WordPress Plugin Review Team Addresses Backlog of 900+ Plugins, Implements Strategies to Improve Approval Process – WP Tavern

WordPress’ Plugin Review team is wading through a backlog that was over 900 plugins awaiting approval earlier this week. The current count has 870 plugins sitting in the review queue, with an average wait time of 61 days before initial review.

WordPress developer Marcus Burnette drew attention to the matter on Twitter after submitting a plugin he created to display a gallery of your own WordPress Photo Directory photos on your website. Other developers commented on his post, reporting that their recently-approved plugins took two months.

WordPress Executive Director Josepha Haden Chomphosy responded with an invitation to contributors who want to learn how to review plugins and apply to join the team.

There’s an open application for anyone who wants to learn how to review these plugins and help us chip away at the backlog! https://t.co/nDF3tiOuvH https://t.co/28lrCFtx4U

— Josepha Haden Chomphosy (@JosephaHaden)

The volunteer team responsible for reviewing plugins has undergone significant restructuring after the departure of long-time contributor Mika Epstein.

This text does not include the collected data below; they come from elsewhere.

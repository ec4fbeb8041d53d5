//! Contract variants held by the board.
//!
//! A [`Contract`] is either a [`SellContract`] (an auction for a town's
//! surplus) or a [`CourierContract`] (the delivery job spawned when that
//! auction closes). The shared identity lives in [`ContractTerms`], which
//! never changes after creation. Mutable auction state is private and only
//! the board writes it.

use serde::{Deserialize, Serialize};

use tradepost_types::{AgentId, ContractId, ContractKind, ContractStatus, PlayerId, ResourceId};

/// Immutable identity and terms of a contract.
#[derive(Debug, Clone, PartialEq, Eq, Serialize, Deserialize)]
pub struct ContractTerms {
    /// Unique contract id.
    pub id: ContractId,
    /// Town that issued the contract.
    pub issuer_id: AgentId,
    /// Traded resource.
    pub resource: ResourceId,
    /// Units offered.
    pub quantity: i64,
    /// Price per unit at creation time.
    pub price_per_unit: i64,
    /// Tick the contract was created on.
    pub created_at: u64,
    /// Ticks the contract stays live after `created_at`.
    pub duration: u64,
}

impl ContractTerms {
    /// `price_per_unit × quantity`, the floor for the first bid.
    pub const fn base_price(&self) -> i64 {
        self.price_per_unit.saturating_mul(self.quantity)
    }

    /// Last tick on which the contract is still live.
    pub const fn deadline(&self) -> u64 {
        self.created_at.saturating_add(self.duration)
    }

    /// Whether `created_at + duration < now`.
    pub const fn is_expired(&self, now: u64) -> bool {
        self.deadline() < now
    }
}

// ---------------------------------------------------------------------------
// Sell contract
// ---------------------------------------------------------------------------

/// An auction for a fixed quantity of one resource.
///
/// While the auction is open the highest bid only ever goes up, and there is
/// at most one highest bidder. Once `auction_closed` is set no bid is
/// accepted again.
#[derive(Debug, Clone, PartialEq, Eq, Serialize, Deserialize)]
pub struct SellContract {
    terms: ContractTerms,
    highest_bid: Option<i64>,
    highest_bidder_id: Option<AgentId>,
    auction_closed: bool,
    closed_at: Option<u64>,
    courier_contract_id: Option<ContractId>,
    completed: bool,
    expired: bool,
    settled_at: Option<u64>,
}

impl SellContract {
    /// Create an open auction with no bids.
    pub const fn new(terms: ContractTerms) -> Self {
        Self {
            terms,
            highest_bid: None,
            highest_bidder_id: None,
            auction_closed: false,
            closed_at: None,
            courier_contract_id: None,
            completed: false,
            expired: false,
            settled_at: None,
        }
    }

    /// The contract terms.
    pub const fn terms(&self) -> &ContractTerms {
        &self.terms
    }

    /// Current highest bid, if any.
    pub const fn highest_bid(&self) -> Option<i64> {
        self.highest_bid
    }

    /// Town holding the current highest bid, if any.
    pub const fn highest_bidder_id(&self) -> Option<AgentId> {
        self.highest_bidder_id
    }

    /// Whether the auction moved to the courier phase.
    pub const fn auction_closed(&self) -> bool {
        self.auction_closed
    }

    /// Tick the auction closed on.
    pub const fn closed_at(&self) -> Option<u64> {
        self.closed_at
    }

    /// The delivery job spawned when the auction closed.
    pub const fn courier_contract_id(&self) -> Option<ContractId> {
        self.courier_contract_id
    }

    /// Whether the goods were delivered and paid for.
    pub const fn completed(&self) -> bool {
        self.completed
    }

    /// Tick the contract completed or was unwound on.
    pub const fn settled_at(&self) -> Option<u64> {
        self.settled_at
    }

    /// The price the next bid has to beat: the highest bid, or the base price.
    pub const fn price_floor(&self) -> i64 {
        match self.highest_bid {
            Some(bid) => bid,
            None => self.terms.base_price(),
        }
    }

    /// Whether `agent` currently holds the highest bid.
    pub fn is_highest_bidder(&self, agent: AgentId) -> bool {
        self.highest_bidder_id == Some(agent)
    }

    /// Lifecycle stage at tick `now`.
    pub const fn status(&self, now: u64) -> ContractStatus {
        if self.completed {
            ContractStatus::Completed
        } else if self.expired {
            ContractStatus::Expired
        } else if self.auction_closed {
            ContractStatus::CourierPhase
        } else if self.terms.is_expired(now) {
            ContractStatus::Expired
        } else {
            ContractStatus::Open
        }
    }

    pub(crate) const fn record_bid(&mut self, bidder: AgentId, amount: i64) {
        self.highest_bid = Some(amount);
        self.highest_bidder_id = Some(bidder);
    }

    pub(crate) const fn close(&mut self, now: u64, courier_contract_id: ContractId) {
        self.auction_closed = true;
        self.closed_at = Some(now);
        self.courier_contract_id = Some(courier_contract_id);
    }

    pub(crate) const fn complete(&mut self, now: u64) {
        self.completed = true;
        self.settled_at = Some(now);
    }

    pub(crate) const fn expire(&mut self, now: u64) {
        self.expired = true;
        self.settled_at = Some(now);
    }
}

// ---------------------------------------------------------------------------
// Courier contract
// ---------------------------------------------------------------------------

/// Delivery job for the goods of a closed auction.
///
/// Issued by the seller, addressed to the winning bidder. A player takes the
/// job with a claim; the first claim wins and later claims are refused.
#[derive(Debug, Clone, PartialEq, Eq, Serialize, Deserialize)]
pub struct CourierContract {
    terms: ContractTerms,
    sell_contract_id: ContractId,
    destination_id: AgentId,
    courier_fee: i64,
    courier_id: Option<PlayerId>,
    claimed_at: Option<u64>,
    completed: bool,
    expired: bool,
    settled_at: Option<u64>,
}

impl CourierContract {
    /// Create an unclaimed delivery job.
    pub const fn new(
        terms: ContractTerms,
        sell_contract_id: ContractId,
        destination_id: AgentId,
        courier_fee: i64,
    ) -> Self {
        Self {
            terms,
            sell_contract_id,
            destination_id,
            courier_fee,
            courier_id: None,
            claimed_at: None,
            completed: false,
            expired: false,
            settled_at: None,
        }
    }

    /// The contract terms (issuer is the seller).
    pub const fn terms(&self) -> &ContractTerms {
        &self.terms
    }

    /// The auction this job delivers for.
    pub const fn sell_contract_id(&self) -> ContractId {
        self.sell_contract_id
    }

    /// The town receiving the goods (the winning bidder).
    pub const fn destination_id(&self) -> AgentId {
        self.destination_id
    }

    /// Fee owed to the courier on delivery, as quoted when the auction closed.
    pub const fn courier_fee(&self) -> i64 {
        self.courier_fee
    }

    /// The player running the job, once claimed.
    pub const fn courier_id(&self) -> Option<PlayerId> {
        self.courier_id
    }

    /// Tick the job was claimed on.
    pub const fn claimed_at(&self) -> Option<u64> {
        self.claimed_at
    }

    /// Whether the goods were delivered.
    pub const fn completed(&self) -> bool {
        self.completed
    }

    /// Lifecycle stage. Courier jobs expire only through the board's
    /// timeout sweep, never lazily.
    pub const fn status(&self) -> ContractStatus {
        if self.completed {
            ContractStatus::Completed
        } else if self.expired {
            ContractStatus::Expired
        } else {
            ContractStatus::CourierPhase
        }
    }

    pub(crate) const fn assign(&mut self, courier: PlayerId, now: u64) {
        self.courier_id = Some(courier);
        self.claimed_at = Some(now);
    }

    pub(crate) const fn complete(&mut self, now: u64) {
        self.completed = true;
        self.settled_at = Some(now);
    }

    pub(crate) const fn expire(&mut self, now: u64) {
        self.expired = true;
        self.settled_at = Some(now);
    }
}

// ---------------------------------------------------------------------------
// Contract
// ---------------------------------------------------------------------------

/// Any contract on the board.
#[derive(Debug, Clone, PartialEq, Eq, Serialize, Deserialize)]
pub enum Contract {
    /// An auction for surplus goods.
    Sell(SellContract),
    /// A delivery job for a closed auction.
    Courier(CourierContract),
}

impl Contract {
    /// Shared terms of either variant.
    pub const fn terms(&self) -> &ContractTerms {
        match self {
            Self::Sell(c) => c.terms(),
            Self::Courier(c) => c.terms(),
        }
    }

    /// Contract id.
    pub const fn id(&self) -> ContractId {
        self.terms().id
    }

    /// Issuing town.
    pub const fn issuer_id(&self) -> AgentId {
        self.terms().issuer_id
    }

    /// Which variant this is.
    pub const fn kind(&self) -> ContractKind {
        match self {
            Self::Sell(_) => ContractKind::Sell,
            Self::Courier(_) => ContractKind::Courier,
        }
    }

    /// Lifecycle stage at tick `now`.
    pub const fn status(&self, now: u64) -> ContractStatus {
        match self {
            Self::Sell(c) => c.status(now),
            Self::Courier(c) => c.status(),
        }
    }

    /// Tick the contract completed or expired on, once settled.
    pub const fn settled_at(&self) -> Option<u64> {
        match self {
            Self::Sell(c) => c.settled_at,
            Self::Courier(c) => c.settled_at,
        }
    }

    /// The sell variant, if this is one.
    pub const fn as_sell(&self) -> Option<&SellContract> {
        match self {
            Self::Sell(c) => Some(c),
            Self::Courier(_) => None,
        }
    }

    /// The courier variant, if this is one.
    pub const fn as_courier(&self) -> Option<&CourierContract> {
        match self {
            Self::Courier(c) => Some(c),
            Self::Sell(_) => None,
        }
    }
}

#[cfg(test)]
mod tests {
    use super::*;

    fn terms(created_at: u64, duration: u64) -> ContractTerms {
        ContractTerms {
            id: ContractId::new(),
            issuer_id: AgentId::new(),
            resource: ResourceId::from("wood"),
            quantity: 100,
            price_per_unit: 1,
            created_at,
            duration,
        }
    }

    #[test]
    fn base_price_is_unit_price_times_quantity() {
        let mut t = terms(0, 10);
        t.price_per_unit = 3;
        assert_eq!(t.base_price(), 300);
    }

    #[test]
    fn expiry_is_strictly_after_deadline() {
        let t = terms(10, 5);
        assert!(!t.is_expired(15));
        assert!(t.is_expired(16));
    }

    #[test]
    fn sell_status_progression() {
        let mut sell = SellContract::new(terms(0, 100));
        assert_eq!(sell.status(5), ContractStatus::Open);
        assert_eq!(sell.status(101), ContractStatus::Expired);

        sell.record_bid(AgentId::new(), 110);
        sell.close(50, ContractId::new());
        assert_eq!(sell.status(500), ContractStatus::CourierPhase);

        sell.complete(60);
        assert_eq!(sell.status(500), ContractStatus::Completed);
        assert_eq!(sell.settled_at(), Some(60));
    }

    #[test]
    fn price_floor_tracks_highest_bid() {
        let mut sell = SellContract::new(terms(0, 100));
        assert_eq!(sell.price_floor(), 100);
        let bidder = AgentId::new();
        sell.record_bid(bidder, 121);
        assert_eq!(sell.price_floor(), 121);
        assert!(sell.is_highest_bidder(bidder));
    }

    #[test]
    fn contract_accessors_dispatch_by_variant() {
        let sell = Contract::Sell(SellContract::new(terms(0, 100)));
        assert_eq!(sell.kind(), ContractKind::Sell);
        assert!(sell.as_sell().is_some());
        assert!(sell.as_courier().is_none());

        let courier = Contract::Courier(CourierContract::new(
            terms(0, 100),
            sell.id(),
            AgentId::new(),
            20,
        ));
        assert_eq!(courier.kind(), ContractKind::Courier);
        assert_eq!(courier.status(1_000), ContractStatus::CourierPhase);
    }
}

In June, the team added six new sponsored volunteers and opened applications for more team members. They have selected new team reps and have more than 20 applicants who have expressed interest in volunteering.

“The first challenge we found during our onboarding was the fact that a lot of processes were not clearly documented,” newly selected team rep Francisco Torres said in a recent update. “We asked A LOT of questions during this process and ensured that all the answers Mika shared with us were added to the team’s internal docs. This effort should make it a lot easier for new contributors to join the team down the road.

“We have also improved our internal tools to catch the most common coding mistakes and have built our predefined responses into the output provided by this tool. We still review this content manually before sending out replies, but by merging the two tasks into one (reviewing the code and drafting the message) we have been able to cut down review time considerably.”

In strategizing ways to cut through the formidable plugin backlog, the team has begun speeding up the process by performing a cursory initial review, followed by a more thorough one once the plugin author has fixed the most obvious issues.

“In order to tackle the backlog faster, we’re now spending less time on initial reviews,” Torres said. “We begin checking issues that take us less time, and then as soon as we spot one or two issues with the plugin that would prevent it from being approved, we email the plugin author to ask them to fix the initial issues. If the author gets back to us with those first fixes, then we proceed with an in-depth review.”

A two-month wait can be demoralizing for developers who are excited to share their open source plugins with the world. Now that the whole process is getting documented and refined to be more efficient, the Plugin Review Team will be better able to onboard new reviewers and put them in place to tackle the backlog.